Collected data entries:
+ + + + + + +

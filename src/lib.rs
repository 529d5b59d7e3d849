//! # Budget Report
//!
//! A library for computing budget-vs-actual reports over a double-entry
//! ledger: budgets are declared per account pattern (with optional
//! wildcards), evaluated over a reporting window, carried forward month by
//! month when rollover is enabled, and de-duplicated across the account
//! hierarchy so a child budget is never counted under its parent twice.
//!
//! ## Core Concepts
//!
//! - **Pattern**: a string addressing one account or an account family,
//!   optionally with a shell-style `*` wildcard (`Expenses:Food:*`)
//! - **Budget Series**: the chronological redefinitions of one pattern's
//!   budget, parsed from `budget` custom directives
//! - **Rollover**: unspent (or overspent) monthly budget carried forward
//!   from every month since the year start into the report window
//! - **Specificity**: when several patterns match a posting, the longest
//!   pattern receives the usage
//! - **Adjustment**: a parent pattern's budget minus its direct children's
//!   budgets, so committed amounts appear only once
//!
//! ## Example
//!
//! ```rust,ignore
//! use budget_report::*;
//! use chrono::NaiveDate;
//! use rust_decimal::Decimal;
//!
//! let entries = vec![
//!     LedgerEntry::Custom(Custom::new(
//!         NaiveDate::from_ymd_opt(2026, 1, 1).unwrap(),
//!         "budget",
//!         vec![
//!             DirectiveValue::Str("Expenses:Food:*".to_string()),
//!             DirectiveValue::Str("monthly".to_string()),
//!             DirectiveValue::Str("450 USD".to_string()),
//!             DirectiveValue::Str("rollover".to_string()),
//!         ],
//!     )),
//!     LedgerEntry::Transaction(Transaction::new(
//!         NaiveDate::from_ymd_opt(2026, 1, 14).unwrap(),
//!         vec![Posting::new(
//!             "Expenses:Food:Pizza",
//!             Amount::new(Decimal::new(2150, 2), "USD"),
//!         )],
//!     )),
//! ];
//!
//! let report = generate_budget_report(&entries, &ReportQuery::for_today());
//! for row in &report.rows {
//!     println!("{}: {} of {}", row.account_name, row.actual, row.budget);
//! }
//! ```
//!
//! The engine is a pure function of its inputs: nothing is cached between
//! invocations and no entry slice is ever mutated, so concurrent reports can
//! run against shared snapshots without coordination.

pub mod budget;
pub mod calculator;
pub mod error;
pub mod pattern;
pub mod report;
pub mod schema;
pub mod usage;
pub mod utils;

pub use budget::{
    BudgetDefinition, BudgetParser, BudgetSeries, BudgetSet, BUDGET_DIRECTIVE, MONTHLY_PERIOD,
};
pub use calculator::BudgetCalculator;
pub use error::{BudgetError, Result};
pub use pattern::{account_matches, display_name, is_subset};
pub use report::{
    generate_budget_report, BudgetReport, BudgetReporter, ReportQuery, ReportRow,
    DEFAULT_TOTAL_PATTERN,
};
pub use schema::{
    Amount, Custom, DateRange, DirectiveValue, Inventory, LedgerEntry, Posting, Transaction,
};
pub use usage::UsageCalculator;
pub use utils::{month_start, next_month_start, resolve_report_range, year_progress, year_start};
use chrono::{Datelike, Days, NaiveDate};
use rust_decimal::Decimal;

use crate::schema::DateRange;

/// First day of the month containing `date`.
pub fn month_start(date: NaiveDate) -> NaiveDate {
    date.with_day(1).unwrap_or(date)
}

/// First day of the month after the one containing `date`.
pub fn next_month_start(date: NaiveDate) -> NaiveDate {
    let (year, month) = if date.month() == 12 {
        (date.year() + 1, 1)
    } else {
        (date.year(), date.month() + 1)
    };
    NaiveDate::from_ymd_opt(year, month, 1).unwrap_or(date)
}

/// January 1st of the year containing `date`.
pub fn year_start(date: NaiveDate) -> NaiveDate {
    NaiveDate::from_ymd_opt(date.year(), 1, 1).unwrap_or(date)
}

/// Resolves the report window from an optional filter range.
///
/// A supplied range carries an exclusive end, so the inclusive report end is
/// one day earlier. Without a range the report covers the current calendar
/// year up to `today`.
pub fn resolve_report_range(range: Option<&DateRange>, today: NaiveDate) -> (NaiveDate, NaiveDate) {
    match range {
        Some(range) => (
            range.begin,
            range.end.checked_sub_days(Days::new(1)).unwrap_or(range.end),
        ),
        None => (year_start(today), today),
    }
}

/// Percentage of the selected year that has already elapsed.
///
/// Only defined when the filter range covers exactly one calendar year:
/// 100 for past years, 0 for future years, and the day ratio for the
/// current one. Any other range yields `None`.
pub fn year_progress(range: Option<&DateRange>, today: NaiveDate) -> Option<Decimal> {
    let range = range?;
    let is_full_year = range.begin.month() == 1
        && range.begin.day() == 1
        && range.end.month() == 1
        && range.end.day() == 1
        && range.end.year() == range.begin.year() + 1;
    if !is_full_year {
        return None;
    }

    let report_year = range.begin.year();
    if today.year() > report_year {
        return Some(Decimal::ONE_HUNDRED);
    }
    if today.year() < report_year {
        return Some(Decimal::ZERO);
    }

    let start = year_start(today);
    let end = NaiveDate::from_ymd_opt(today.year(), 12, 31).unwrap_or(today);
    let total_days = (end - start).num_days() + 1;
    let passed_days = (today - start).num_days() + 1;
    Some(Decimal::from(passed_days) / Decimal::from(total_days) * Decimal::ONE_HUNDRED)
}

#[cfg(test)]
mod tests {
    use super::*;

    fn date(year: i32, month: u32, day: u32) -> NaiveDate {
        NaiveDate::from_ymd_opt(year, month, day).unwrap()
    }

    #[test]
    fn test_month_boundaries() {
        assert_eq!(month_start(date(2026, 3, 17)), date(2026, 3, 1));
        assert_eq!(next_month_start(date(2026, 3, 17)), date(2026, 4, 1));
        assert_eq!(next_month_start(date(2026, 12, 31)), date(2027, 1, 1));
        assert_eq!(year_start(date(2026, 8, 7)), date(2026, 1, 1));
    }

    #[test]
    fn test_resolve_report_range_with_filter() {
        let range = DateRange::new(date(2026, 2, 1), date(2026, 3, 1)).unwrap();
        let (start, end) = resolve_report_range(Some(&range), date(2026, 8, 7));
        assert_eq!(start, date(2026, 2, 1));
        assert_eq!(end, date(2026, 2, 28));
    }

    #[test]
    fn test_resolve_report_range_defaults_to_current_year() {
        let today = date(2026, 8, 7);
        let (start, end) = resolve_report_range(None, today);
        assert_eq!(start, date(2026, 1, 1));
        assert_eq!(end, today);
    }

    #[test]
    fn test_year_progress_requires_full_year_range() {
        let today = date(2026, 8, 7);
        assert_eq!(year_progress(None, today), None);

        let partial = DateRange::new(date(2026, 1, 1), date(2026, 7, 1)).unwrap();
        assert_eq!(year_progress(Some(&partial), today), None);

        let past = DateRange::new(date(2024, 1, 1), date(2025, 1, 1)).unwrap();
        assert_eq!(year_progress(Some(&past), today), Some(Decimal::ONE_HUNDRED));

        let future = DateRange::new(date(2027, 1, 1), date(2028, 1, 1)).unwrap();
        assert_eq!(year_progress(Some(&future), today), Some(Decimal::ZERO));
    }

    #[test]
    fn test_year_progress_day_ratio_for_current_year() {
        let range = DateRange::new(date(2026, 1, 1), date(2027, 1, 1)).unwrap();
        // Jan 1 counts as one elapsed day out of 365.
        let progress = year_progress(Some(&range), date(2026, 1, 1)).unwrap();
        assert_eq!(
            progress,
            Decimal::from(1) / Decimal::from(365) * Decimal::ONE_HUNDRED
        );

        let complete = year_progress(Some(&range), date(2026, 12, 31)).unwrap();
        assert_eq!(complete, Decimal::ONE_HUNDRED);
    }
}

+ + + + + + +

▸ **What is needed**
Please reproduce, exactly as they appear above, the lines from the line containing "NaiveDate) -> Option<Decimal>" up to and including the line containing "assert_eq!(start, date(2026, 2, 1));".

▸ **Solution to this task**
pub fn year_progress(range: Option<&DateRange>, today: NaiveDate) -> Option<Decimal> {
    let range = range?;
    let is_full_year = range.begin.month() == 1
        && range.begin.day() == 1
        && range.end.month() == 1
        && range.end.day() == 1
        && range.end.year() == range.begin.year() + 1;
    if !is_full_year {
        return None;
    }

    let report_year = range.begin.year();
    if today.year() > report_year {
        return Some(Decimal::ONE_HUNDRED);
    }
    if today.year() < report_year {
        return Some(Decimal::ZERO);
    }

    let start = year_start(today);
    let end = NaiveDate::from_ymd_opt(today.year(), 12, 31).unwrap_or(today);
    let total_days = (end - start).num_days() + 1;
    let passed_days = (today - start).num_days() + 1;
    Some(Decimal::from(passed_days) / Decimal::from(total_days) * Decimal::ONE_HUNDRED)
}

#[cfg(test)]
mod tests {
    use super::*;

    fn date(year: i32, month: u32, day: u32) -> NaiveDate {
        NaiveDate::from_ymd_opt(year, month, day).unwrap()
    }

    #[test]
    fn test_month_boundaries() {
        assert_eq!(month_start(date(2026, 3, 17)), date(2026, 3, 1));
        assert_eq!(next_month_start(date(2026, 3, 17)), date(2026, 4, 1));
        assert_eq!(next_month_start(date(2026, 12, 31)), date(2027, 1, 1));
        assert_eq!(year_start(date(2026, 8, 7)), date(2026, 1, 1));
    }

    #[test]
    fn test_resolve_report_range_with_filter() {
        let range = DateRange::new(date(2026, 2, 1), date(2026, 3, 1)).unwrap();
        let (start, end) = resolve_report_range(Some(&range), date(2026, 8, 7));
        assert_eq!(start, date(2026, 2, 1));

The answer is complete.